Iliana Montauk, the director of Gaza Sky Geeks, says one reason behind this is that local women are not held back by stereotypes about technology and science.
“Women in Gaza are surprised when I tell them that in the United States there is a stereotype that women are worse at science, technology, engineering and maths,” says Ms Montauk.
“They say: ‘What do you mean? In Gaza, when we graduate from high school nine out of 10 of the top students in those fields are women’.”
Ms Montauk, who is Polish-American and divides her time between Gaza and the West Bank, says women’s participation in her own organisation – which helps to develop young start-up businesses – is particularly strong.
“My experience in Silicon Valley is that most start-ups are still predominantly male, with a few exceptions,” says Ms Montauk, a graduate of Harvard University who once worked for Google.
One of the four start-ups that Gaza Sky Geeks has helped to develop and obtain funding is a car pooling and taxi-ordering app called Wasselni. It was founded by Mariam Abultewi, a graduate in computer science at the Islamic University in Gaza. Having clinched third place at the 2012 Startup Weekend Gaza, also organised by Gaza Sky Geeks, Ms Abultewi’s start-up went on to attract funding from PALinnO, which provides seed investment to Palestinian start-ups.
Some women have been helped by the Gaza Sky Geeks Big Sister, Little Sister club, in which experienced entrepreneurs help mentor others. One of the next projects in the organisation’s pipeline is a website for Arab mothers, developed by a 16-year-old high school student, Sofiya Mosalem.
The American entrepreneur and investor Christopher Schroeder, the author of Startup Rising: The Entrepreneurial Revolution Remaking the Middle East, says that the level of participation of women in the Gaza Sky Geeks is above what is common in the US start-up space.
“It is hard to find numbers close to this at any Silicon Valley event,” says Mr Schroeder, who serves on the advisory board at Gaza Sky Geeks. “There are amazing young people in Gaza, and a nascent start-up ecosystem seems all but impossible – and yet there they are doing amazing things.”

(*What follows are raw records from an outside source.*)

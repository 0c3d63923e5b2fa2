//! Text styling and layout.
//!
//! - **style**: immutable [`Style`] blocks (colors, padding, size, border)
//! - **layout**: escape-aware width, truncation and block joining
//!
//! Everything here is pure: the same input always renders to the same
//! string.

pub mod layout;
pub mod style;

pub use layout::{join_columns, join_horizontal, join_vertical, truncate, truncate_with_ellipsis, visible_width};
pub use style::{Border, Color, Padding, Style};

Another key reason that Gazan women have one foot forward in the start-up scene is that it is generally easier for them to travel compared to the men, says Ms Montauk.
“Being able to represent your start-up outside of Gaza and network is absolutely key,” she explains. “Women sometimes have an easier time with that.”
Gaza Sky Geeks last year took a group of entrepreneurs to Jordan, with some also visiting Egypt and Morocco. Ms Montauk says she would like to continue such programme this year.
But much of that depends on funding. Gaza Sky Geeks launched with an initial US$900,000 donation from Google’s charitable arm. But Ms Montauk says it needs to raise $250,000 by today; at the time of writing, it had successfully raised $177,000 via the crowdfunding platform Indiegogo.
Other challenges remain. For Gazan women in particular, things are tough because their families may be less likely to give their support.
Last summer’s 50-day war with Israel was another obvious challenge.
“For most people, when they think of Gaza the first thing they think of is wars, rockets and bombs,” says Ms Montauk. “[But] the biggest challenge is a lack of awareness and a lack of an ability to connect with businesses, entrepreneurs, investors and mentors around the world.”
Despite this, Gaza’s talented band of entrepreneurs – both male and female – are attracting more international interest, Ms Montauk adds. “They are incredibly passionate and committed. That is something some investors have told us that they see lacking elsewhere, and that they’ve been really hungry to find.”